National Jewish Health is known worldwide for treatment of patients with respiratory, cardiac, immune and related disorders, and for groundbreaking medical research. Founded in 1899 as a nonprofit hospital, National Jewish Health remains the only facility in the world dedicated exclusively to these disorders. Since 1998, U.S. News & World Report has ranked National Jewish Health the #1 respiratory hospital in the nation. NJH maintains a proactive approach to medicine, with its research focusing on environment-gene interaction and making strides in predicting, preventing, treating and tracking many diseases. Our research is truly transforming the lives of millions. By using an individual’s DNA to predict and prevent disease, to guide the right choice of therapy to limit side effects and bring higher success rates for treatments and to be able to track the effects of these therapies, National Jewish Health is working to improve healthcare for the future.


The largest source of funding for medical research in the world, National Institutes of Health (NIH) is made up of 27 institutes and centers. For over a century, NIH scientists have paved the way for important discoveries that improve health and save lives. The medical research agency has created hundreds of thousands of high-quality jobs by funding thousands of scientists in universities and research institutions in every state across America and around the globe. To date, VistaGen has been awarded over $8.5 million from NIH.


Synterys, Inc. is a San Francisco Bay Area medicinal chemistry and collaborative drug discovery provider focused on the needs of virtual and small drug discovery companies. They are headquartered in the US with fully modern overseas facilities in Taiwan. With an internal focus on high-quality synthetic organic medicinal chemistry, they are virtually integrated with outstanding computational chemistry, DMPK and manufacturing partners to provide all the tools necessary for the rapid advancement of discovery projects.
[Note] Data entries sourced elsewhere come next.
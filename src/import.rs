//! External mesh import collaborator.

use nalgebra::Vector3;

use crate::error::Result;
use crate::types::TriangleMesh;

/// Loads externally referenced mesh files.
///
/// Implementations return the triangle groups of the file already in the
/// mesh's local frame with `scale` applied. Placement is the caller's job.
pub trait MeshImporter {
    /// Import the mesh at `uri`.
    ///
    /// # Errors
    ///
    /// Implementations return [`ColladaError::Import`](crate::ColladaError::Import)
    /// when the resource cannot be loaded.
    fn import(&self, uri: &str, scale: Vector3<f64>) -> Result<Vec<TriangleMesh>>;
}

impl<F> MeshImporter for F
where
    F: Fn(&str, Vector3<f64>) -> Result<Vec<TriangleMesh>>,
{
    fn import(&self, uri: &str, scale: Vector3<f64>) -> Result<Vec<TriangleMesh>> {
        self(uri, scale)
    }
}

#[cfg(test)]
#[allow(clippy::unwrap_used, clippy::expect_used)]
mod tests {
    use super::*;
    use crate::error::ColladaError;
    use approx::assert_relative_eq;

    #[test]
    fn test_closure_importer() {
        let importer = |uri: &str, scale: Vector3<f64>| -> Result<Vec<TriangleMesh>> {
            if uri.ends_with(".stl") {
                Ok(vec![TriangleMesh::from_buffers(
                    vec![Vector3::zeros(), Vector3::x() * scale.x, Vector3::y() * scale.y],
                    vec![0, 1, 2],
                )])
            } else {
                Err(ColladaError::Import(format!("unknown format: {uri}")))
            }
        };
        let meshes = importer
            .import("package://arm/base.stl", Vector3::repeat(2.0))
            .unwrap();
        assert_relative_eq!(meshes[0].vertices[1].x, 2.0);
        assert!(importer.import("base.obj", Vector3::repeat(1.0)).is_err());
    }
}
//! Kinematic tree reconstruction.
//!
//! The builder walks one kinematics scene instance at a time. Articulated
//! systems are unwrapped through their `motion` layers down to the
//! `kinematics` section, each bound kinematics model is walked link by link,
//! and every `attachment_full` becomes one joint per axis constraint. Links
//! and attachments are processed from an explicit worklist in depth-first
//! order, so joint numbering matches a recursive walk without using the call
//! stack.
//!
//! Per-element failures are logged and skipped. Only a missing scene, the
//! absence of any extractable model, or a broken tree abort the conversion.

use std::f64::consts::PI;

use hashbrown::HashMap;
use nalgebra::Vector3;
use smallvec::SmallVec;
use tracing::{debug, info, warn};

use crate::artifacts::{ArtifactPart, ArtifactStore, MeshArtifact};
use crate::bindings::{SceneBindings, is_axis_constraint};
use crate::config::ConversionConfig;
use crate::document::{Document, ElementId, ElementKind};
use crate::error::{ColladaError, Result};
use crate::mesh::{bound_materials, extract_geometry};
use crate::mimic::{formula_math, parse_mimic_formula};
use crate::pose::{Pose, Transform};
use crate::resolver::Resolver;
use crate::transforms::{full_pose, full_transform, parent_transform};
use crate::types::{
    Collision, Color, Geometry, GeometryPart, Inertia, Inertial, Joint, JointType, Link, Material,
    Mimic, RobotModel, TriangleMesh, Visual,
};
use crate::validation::validate;

/// Ambient colors are darkened by this factor in mesh artifacts.
const ARTIFACT_AMBIENT_GAIN: f64 = 0.5;

/// Substitute for exactly-zero color channels in mesh artifacts.
const ARTIFACT_ZERO_CHANNEL: f64 = 0.0001;

/// Convert a parsed document into a link/joint tree.
///
/// Mesh artifacts are committed to `store` only when the conversion succeeds.
///
/// # Errors
///
/// Returns [`ColladaError::MalformedDocument`] if the document has no
/// `<scene>` or no kinematics scene yields a model, and a validation error if
/// the extracted links and joints do not form a single tree.
pub fn convert_document(
    doc: &Document,
    config: &ConversionConfig,
    store: &mut ArtifactStore,
) -> Result<RobotModel> {
    let (model, artifacts) = TreeBuilder::new(doc, config).build()?;
    for artifact in artifacts {
        store.insert(artifact);
    }
    Ok(model)
}

/// Parse COLLADA text and convert it.
///
/// # Errors
///
/// Returns an XML error for unparsable input, otherwise as
/// [`convert_document`].
pub fn convert_str(
    xml: &str,
    config: &ConversionConfig,
    store: &mut ArtifactStore,
) -> Result<RobotModel> {
    let doc = Document::parse(xml)?;
    convert_document(&doc, config, store)
}

/// State of one extraction attempt.
struct Extraction {
    model: RobotModel,
    bindings: SceneBindings,
    /// Joint definitions to the name of their first extracted joint.
    joint_names: HashMap<ElementId, String>,
    artifacts: Vec<MeshArtifact>,
    root_origin: Pose,
    visual_root_origin: Transform,
}

impl Extraction {
    fn new(bindings: SceneBindings) -> Self {
        Self {
            model: RobotModel::new(String::new()),
            bindings,
            joint_names: HashMap::new(),
            artifacts: Vec::new(),
            root_origin: Pose::identity(),
            visual_root_origin: Transform::identity(),
        }
    }
}

/// Pending step of the link walk.
enum Work {
    Link {
        name: String,
        link: ElementId,
        node: Option<ElementId>,
        parent_world: Pose,
        parent_link: Pose,
    },
    Attachment {
        parent: String,
        attachment: ElementId,
        parent_world_link: Pose,
    },
}

struct TreeBuilder<'d, 'c> {
    doc: &'d Document,
    resolver: Resolver<'d>,
    config: &'c ConversionConfig,
}
/// One geometry primitive found on a link, placed relative to the link frame.
#[derive(Debug, Clone, PartialEq)]
#[cfg_attr(feature = "serde", derive(Serialize, Deserialize))]
pub struct GeometryPart {
    /// The shape.
    pub geometry: Geometry,
    /// Placement relative to the link's visual origin.
    pub origin: Pose,
    /// Diffuse color hint.
    pub diffuse: Color,
    /// Ambient color hint.
    pub ambient: Color,
}

/// Visual element of a link.
#[derive(Debug, Clone, PartialEq)]
#[cfg_attr(feature = "serde", derive(Serialize, Deserialize))]
pub struct Visual {
    /// Rendered geometry.
    pub geometry: Geometry,
    /// Geometry frame relative to the link frame.
    pub origin: Pose,
    /// Optional material.
    pub material: Option<Material>,
}

/// Collision element of a link.
#[derive(Debug, Clone, PartialEq)]
#[cfg_attr(feature = "serde", derive(Serialize, Deserialize))]
pub struct Collision {
    /// Collision geometry.
    pub geometry: Geometry,
    /// Geometry frame relative to the link frame.
    pub origin: Pose,
}

// ============================================================================
// Inertial properties
// ============================================================================

/// Symmetric inertia tensor, upper-triangular elements.
#[derive(Debug, Clone, Copy, PartialEq)]
#[cfg_attr(feature = "serde", derive(Serialize, Deserialize))]
pub struct Inertia {
    /// Moment of inertia about X axis.
    pub ixx: f64,
    /// Product of inertia XY.
    pub ixy: f64,
    /// Product of inertia XZ.
    pub ixz: f64,
    /// Moment of inertia about Y axis.
    pub iyy: f64,
    /// Product of inertia YZ.
    pub iyz: f64,
    /// Moment of inertia about Z axis.
    pub izz: f64,
}

impl Default for Inertia {
    fn default() -> Self {
        Self::diagonal(0.0, 0.0, 0.0)
    }
}

impl Inertia {
    /// Create a diagonal inertia tensor.
    #[must_use]
    pub fn diagonal(ixx: f64, iyy: f64, izz: f64) -> Self {
        Self {
            ixx,
            ixy: 0.0,
            ixz: 0.0,
            iyy,
            iyz: 0.0,
            izz,
        }
    }

    /// Convert to a 3x3 matrix.
    #[must_use]
    pub fn to_matrix(&self) -> Matrix3<f64> {
        Matrix3::new(
            self.ixx, self.ixy, self.ixz, self.ixy, self.iyy, self.iyz, self.ixz, self.iyz,
            self.izz,
        )
    }
}

/// Mass properties of a link.
#[derive(Debug, Clone, Copy, PartialEq)]
#[cfg_attr(feature = "serde", derive(Serialize, Deserialize))]
pub struct Inertial {
    /// Mass in kg.
    pub mass: f64,
    /// Inertia about the inertial origin.
    pub inertia: Inertia,
    /// Center of mass frame relative to the link frame.
    pub origin: Pose,
}

impl Default for Inertial {
    fn default() -> Self {
        Self {
            mass: 0.0,
            inertia: Inertia::default(),
            origin: Pose::identity(),
        }
    }
}

// ============================================================================
// Link
// ============================================================================

/// A rigid link.
#[derive(Debug, Clone, PartialEq)]
#[cfg_attr(feature = "serde", derive(Serialize, Deserialize))]
pub struct Link {
    /// Unique link name.
    pub name: String,
    /// Mass properties, when a physics body is bound.
    pub inertial: Option<Inertial>,
    /// Visual, holding the merged mesh of all geometry parts.
    pub visual: Option<Visual>,
    /// Collision, sharing the visual geometry and origin.
    pub collision: Option<Collision>,
    /// Individual geometry primitives found on the link.
    pub parts: Vec<GeometryPart>,
}

impl Link {
    /// Create a link with no mass, geometry or material.
    #[must_use]
    pub fn new(name: impl Into<String>) -> Self {
        Self {
            name: name.into(),
            inertial: None,
            visual: None,
            collision: None,
            parts: Vec::new(),
        }
    }

    /// Set the inertial properties.
    #[must_use]
    pub fn with_inertial(mut self, inertial: Inertial) -> Self {
        self.inertial = Some(inertial);
        self
    }

    /// Set the visual element.
    #[must_use]
    pub fn with_visual(mut self, visual: Visual) -> Self {
        self.visual = Some(visual);
        self
    }

    /// Check if this link has no mass.
    #[must_use]
    pub fn is_massless(&self) -> bool {
        self.inertial.is_none_or(|i| i.mass <= 0.0)
    }
}

// ============================================================================
// Joint
// ============================================================================

/// Joint type.
#[derive(Debug, Clone, Copy, PartialEq, Eq, Hash)]
#[cfg_attr(feature = "serde", derive(Serialize, Deserialize))]
pub enum JointType {
    /// Revolute joint with limits.
    Revolute,
    /// Continuous (unlimited revolute) joint.
    Continuous,
    /// Prismatic (sliding) joint.
    Prismatic,
    /// Fixed (welded) joint.
    Fixed,
}

impl JointType {
    /// Whether the joint rotates (limits in radians).
    #[must_use]
    pub fn is_rotational(&self) -> bool {
        matches!(self, Self::Revolute | Self::Continuous)
    }

    /// Lowercase name as used by robot descriptions.
    #[must_use]
    pub fn as_str(&self) -> &'static str {
        match self {
            Self::Revolute => "revolute",
            Self::Continuous => "continuous",
            Self::Prismatic => "prismatic",
            Self::Fixed => "fixed",
        }
    }
}

/// Joint limits.
#[derive(Debug, Clone, Copy, PartialEq)]
#[cfg_attr(feature = "serde", derive(Serialize, Deserialize))]
pub struct JointLimits {
    /// Lower position limit (rad or m).
    pub lower: f64,
    /// Upper position limit (rad or m).
    pub upper: f64,
    /// Maximum velocity (rad/s or m/s).
    pub velocity: f64,
    /// Maximum effort (N·m or N).
    pub effort: f64,
}

impl Default for JointLimits {
    fn default() -> Self {
        Self {
            lower: 0.0,
            upper: 0.0,
            velocity: 0.0,
            effort: 0.0,
        }
    }
}

impl JointLimits {
    /// Whether the range collapses to a single position.
    #[must_use]
    pub fn is_locked(&self) -> bool {
        self.lower == 0.0 && self.upper == 0.0
    }
}

/// Affine dependency of one joint on another: `multiplier * joint + offset`.
#[derive(Debug, Clone, PartialEq)]
#[cfg_attr(feature = "serde", derive(Serialize, Deserialize))]
pub struct Mimic {
    /// Name of the driving joint.
    pub joint: String,
    /// Multiplier.
    pub multiplier: f64,
    /// Offset.
    pub offset: f64,
}

/// A single-DOF joint between two links.
#[derive(Debug, Clone, PartialEq)]
#[cfg_attr(feature = "serde", derive(Serialize, Deserialize))]
pub struct Joint {
    /// Unique joint name.
    pub name: String,
    /// Joint type.
    pub joint_type: JointType,
    /// Parent link name.
    pub parent_link: String,
    /// Child link name.
    pub child_link: String,
    /// Joint axis in the joint frame (unit vector).
    pub axis: Vector3<f64>,
    /// Limits.
    pub limits: JointLimits,
    /// Joint frame relative to the parent link frame.
    pub origin: Pose,
    /// Optional mimic dependency.
    pub mimic: Option<Mimic>,
}

impl Joint {
    /// Create a joint with identity origin, Z axis and zero limits.
    #[must_use]
    pub fn new(
        name: impl Into<String>,
        joint_type: JointType,
        parent_link: impl Into<String>,
        child_link: impl Into<String>,
    ) -> Self {
        Self {
            name: name.into(),
            joint_type,
            parent_link: parent_link.into(),
            child_link: child_link.into(),
            axis: Vector3::z(),
            limits: JointLimits::default(),
            origin: Pose::identity(),
            mimic: None,
        }
    }
}

// ============================================================================
// Robot
// ============================================================================

/// A complete link/joint tree.
#[derive(Debug, Clone, PartialEq)]
#[cfg_attr(feature = "serde", derive(Serialize, Deserialize))]
pub struct RobotModel {
    /// Model name.
    pub name: String,
    /// Links keyed by name.
    pub links: BTreeMap<String, Link>,
    /// Joints keyed by name.
    pub joints: BTreeMap<String, Joint>,
    /// The unique link that is no joint's child.
    pub root_link: String,
}

impl RobotModel {
    /// Create an empty model.
    #[must_use]
    pub fn new(name: impl Into<String>) -> Self {
        Self {
            name: name.into(),
            links: BTreeMap::new(),
            joints: BTreeMap::new(),
            root_link: String::new(),
        }
    }

    /// Insert a link, replacing any link of the same name.
    pub fn add_link(&mut self, link: Link) {
        self.links.insert(link.name.clone(), link);
    }

    /// Insert a joint, replacing any joint of the same name.
    pub fn add_joint(&mut self, joint: Joint) {
        self.joints.insert(joint.name.clone(), joint);
    }

    /// Get a link by name.
    #[must_use]
    pub fn link(&self, name: &str) -> Option<&Link> {
        self.links.get(name)
    }

    /// Get a joint by name.
    #[must_use]
    pub fn joint(&self, name: &str) -> Option<&Joint> {
        self.joints.get(name)
    }

    /// The joint whose child is `link`, if any.
    #[must_use]
    pub fn parent_joint(&self, link: &str) -> Option<&Joint> {
        self.joints.values().find(|j| j.child_link == link)
    }

    /// Joints whose parent is `link`, in name order.
    pub fn child_joints<'a>(&'a self, link: &'a str) -> impl Iterator<Item = &'a Joint> + 'a {
        self.joints.values().filter(move |j| j.parent_link == link)
    }
}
The company’s highly experienced senior management team and staff have multiple years of experience in large pharmaceutical and small biotech companies and a proven track record of drug discovery success with numerous clinical candidates invented.


TET Systems was founded by the inventors of the Tet Technology and holds the Tet Technology IP portfolio. The Tet Technology provides efficient, precise and reversible control over both timing and level of gene expression in eukaryotic cells. The company has licensees from the pharmaceutical, biotechnology, plant sciences and other industries located on 4 continents (Asia, Australia, Europe and North America). They also have academic customers who market their inventions including the Tet Technology under a commercial license.


Providing care to the community for more than 200 years, UHN is a major landmark in Canada’s healthcare system and a teaching hospital of the University of Toronto. Building on the strengths and reputation of each of the three hospitals, Princess Margaret Hospital, Toronto General Hospital, and Toronto Western Hospital, UHN brings together the talent and resources needed to achieve global impact and provide exemplary patient care, research and education. Approximately 2,700 scientists, technical staff, students and trainees at University Health Network are working together to solve fundamental and applied research problems, with much of the research focused on four priority platforms: Genes, Proteins, and People; Medical Technology Innovation; Health Informatics; and Regenerative Medicine.


Since its founding in 1925, the Wisconsin Alumni Research Foundation (WARF) has served the University of Wisconsin-Madison scientific community by patenting the discoveries of UW-Madison researchers and licensing these technologies to leading companies in Wisconsin, the United States, and worldwide. They promote, encourage and aid scientific investigation and research at the University of Wisconsin-Madison and the Morgridge Institute for Research through helping commercialize the technology arising from that research for the benefit of humankind; and investing the proceeds of our commercialization efforts and use the added value from our investments to promote, encourage and aid further scientific investigation and research at and within the University of Wisconsin-Madison and the Morgridge Institute for Research.